Al-Jazira a par la suite diffusé un communiqué disant que Shireen Abu Akleh avait été tuée "de sang froid" et demandant que les forces armées israéliennes soient tenues responsables de son décès.

L’État hébreu a indiqué enquêter sur sa mort mais a nié que la reporter ait été délibérément touchée. Après avoir dit qu’elle avait "probablement" succombé à un tir de combattants palestiniens, Israël a ensuite affirmé qu’il n’écartait pas que la balle ait été tirée par ses soldats.

"Nous considérons qu’il s’agit d’un acte intentionnel car la balle a touché exactement la zone située sous son oreille, là où il n’y a pas de protection", rétorque Mohamed Moawad, fustigeant des commentaires "irresponsables" en Israël sur la mort de la reporter.

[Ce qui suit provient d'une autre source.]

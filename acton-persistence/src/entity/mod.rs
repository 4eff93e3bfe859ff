//! Entity capability contracts
//!
//! Entities opt into the behavior they need by implementing small traits
//! instead of inheriting from base classes:
//!
//! - [`HasIdentity`]: unique external identifier (GUID or numeric key)
//! - [`HasVersion`]: optimistic-lock version and the derived "persisted" flag
//! - [`HasAuditFields`]: creation/modification actor and timestamp
//! - [`Mapped`]: attribute snapshot the mapping engine evaluates queries against
//! - [`HasBusinessId`]: sequence-generated business id next to the GUID
//!
//! [`Persistent`] and [`Traceable`] are ready-made field bundles a concrete
//! entity embeds and delegates to.
//!
//! # Example
//!
//! ```rust
//! use acton_persistence::entity::{HasIdentity, HasVersion, Mapped, Persistent, Row};
//!
//! #[derive(Debug, Clone)]
//! struct Tag {
//!     persistent: Persistent<String>,
//!     label: String,
//! }
//!
//! impl HasIdentity for Tag {
//!     type Id = String;
//!     fn id(&self) -> Option<&String> { self.persistent.id() }
//!     fn set_id(&mut self, id: String) { self.persistent.set_id(id) }
//! }
//!
//! impl HasVersion for Tag {
//!     fn version(&self) -> Option<i32> { self.persistent.version() }
//!     fn set_version(&mut self, version: i32) { self.persistent.set_version(version) }
//!     fn is_persisted(&self) -> bool { self.persistent.is_persisted() }
//!     fn set_persisted(&mut self, persisted: bool) { self.persistent.set_persisted(persisted) }
//! }
//!
//! impl Mapped for Tag {
//!     fn to_row(&self) -> Row {
//!         Row::new().with("label", self.label.as_str())
//!     }
//! }
//! ```

mod persistent;
mod traceable;

use std::collections::BTreeMap;
use std::fmt;
use std::hash::Hash;

use chrono::{DateTime, Utc};

use crate::query::Value;

pub use persistent::Persistent;
pub use traceable::{
    BeforeSave, NoopHook, PrincipalProvider, SaveAction, Traceable, TraceableListener,
};

/// Entity with a unique external identifier
pub trait HasIdentity {
    /// Identifier type (`String` GUIDs, `i64` surrogate keys, ...)
    type Id: Clone + Eq + Hash + fmt::Debug + fmt::Display + Into<Value> + Send + Sync + 'static;

    /// Attribute name the identifier is stored under
    const ID_ATTRIBUTE: &'static str = "guid";

    /// Current identifier, if assigned
    fn id(&self) -> Option<&Self::Id>;

    /// Assign the identifier
    fn set_id(&mut self, id: Self::Id);

    /// Identifier an engine may assign from its sequence when none is set
    ///
    /// Entities with pre-assigned GUIDs keep the default, which declines.
    fn next_id(_sequence: u64) -> Option<Self::Id> {
        None
    }
}

/// Entity carrying an optimistic-lock version
pub trait HasVersion {
    /// Version, `None` until first persisted
    fn version(&self) -> Option<i32>;

    /// Set the version
    fn set_version(&mut self, version: i32);

    /// Whether the engine has confirmed a load, insert or update
    fn is_persisted(&self) -> bool;

    /// Set the derived persisted flag
    fn set_persisted(&mut self, persisted: bool);
}

/// Entity carrying audit fields
pub trait HasAuditFields {
    fn creation_user(&self) -> Option<&str>;
    fn set_creation_user(&mut self, user: Option<String>);
    fn creation_date(&self) -> Option<DateTime<Utc>>;
    fn set_creation_date(&mut self, date: DateTime<Utc>);
    fn modification_user(&self) -> Option<&str>;
    fn set_modification_user(&mut self, user: Option<String>);
    fn modification_date(&self) -> Option<DateTime<Utc>>;
    fn set_modification_date(&mut self, date: DateTime<Utc>);

    /// When set, audit fields are maintained by the caller
    fn is_manual_traceability(&self) -> bool;
}

/// Entity that exposes its attributes to the mapping engine
pub trait Mapped {
    /// Snapshot of attribute values and associations
    ///
    /// The engine adds the identifier and version itself.
    fn to_row(&self) -> Row;

    /// Write an engine-supplied attribute value back into the entity
    ///
    /// Used for bulk updates and database-generated columns. Returns `false`
    /// when the attribute is unknown or the value has the wrong type.
    fn assign(&mut self, _attribute: &str, _value: &Value) -> bool {
        false
    }
}

/// Entity carrying a sequence-generated business identifier
///
/// The business id is filled by the engine on insert and is never written
/// by updates.
pub trait HasBusinessId {
    /// Attribute name the business id is stored under
    const BID_ATTRIBUTE: &'static str = "bid";

    fn bid(&self) -> Option<i64>;
    fn set_bid(&mut self, bid: i64);
}

/// Everything a repository needs from an entity type
pub trait Entity: HasIdentity + HasVersion + Mapped + Clone + Send + Sync + 'static {}

impl<T> Entity for T where T: HasIdentity + HasVersion + Mapped + Clone + Send + Sync + 'static {}

/// Attribute snapshot of a mapped entity
#[derive(Debug, Clone, Default, PartialEq)]
pub struct Row {
    /// Scalar attributes by name
    pub values: BTreeMap<String, Value>,
    /// Associated rows by association attribute
    pub associations: BTreeMap<String, Vec<Row>>,
}

impl Row {
    /// Empty row
    pub fn new() -> Self {
        Self::default()
    }

    /// Add a scalar attribute
    #[must_use]
    pub fn with(mut self, attribute: impl Into<String>, value: impl Into<Value>) -> Self {
        self.values.insert(attribute.into(), value.into());
        self
    }

    /// Add an association
    #[must_use]
    pub fn with_association(mut self, attribute: impl Into<String>, rows: Vec<Row>) -> Self {
        self.associations.insert(attribute.into(), rows);
        self
    }

    /// Attribute value, `Null` when absent
    pub fn get(&self, attribute: &str) -> Value {
        self.values.get(attribute).cloned().unwrap_or(Value::Null)
    }
}

#[cfg(test)]
mod tests {
    use super::*;

    #[test]
    fn test_row_builder() {
        let row = Row::new()
            .with("email", "a@example.com")
            .with_association("orders", vec![Row::new().with("total", 5_i64)]);
        assert_eq!(row.get("email"), Value::from("a@example.com"));
        assert_eq!(row.get("missing"), Value::Null);
        assert_eq!(row.associations["orders"].len(), 1);
    }
}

Appels à une enquête indépendante

Les États-Unis ont appelé à une enquête "transparente", de préférence conjointe entre Israéliens et Palestiniens, tandis que l’ONU et l’Union européenne ont exhorté à une investigation "indépendante". Le groupe des pays arabes à l’ONU a réclamé "une enquête internationale indépendante" sur "l’assassinat" de la journaliste.

Mercredi soir, des Palestiniens ont déposé des gerbes de fleurs au passage du véhicule transportant sa dépouille en Cisjordanie, puis une foule s’est massée pour porter son corps, déposé sur un brancard et enveloppé d’un drapeau palestinien, jusqu’au bureau local d’Al-Jazira.

Une cérémonie officielle d’hommage est prévue jeudi en fin de matinée à Ramallah en Cisjordanie, au siège de l’Autorité palestinienne, en présence du président Mahmoud Abbas et de représentants de la presse, avant ses funérailles vendredi dans une église de Jérusalem, ville où elle a grandi.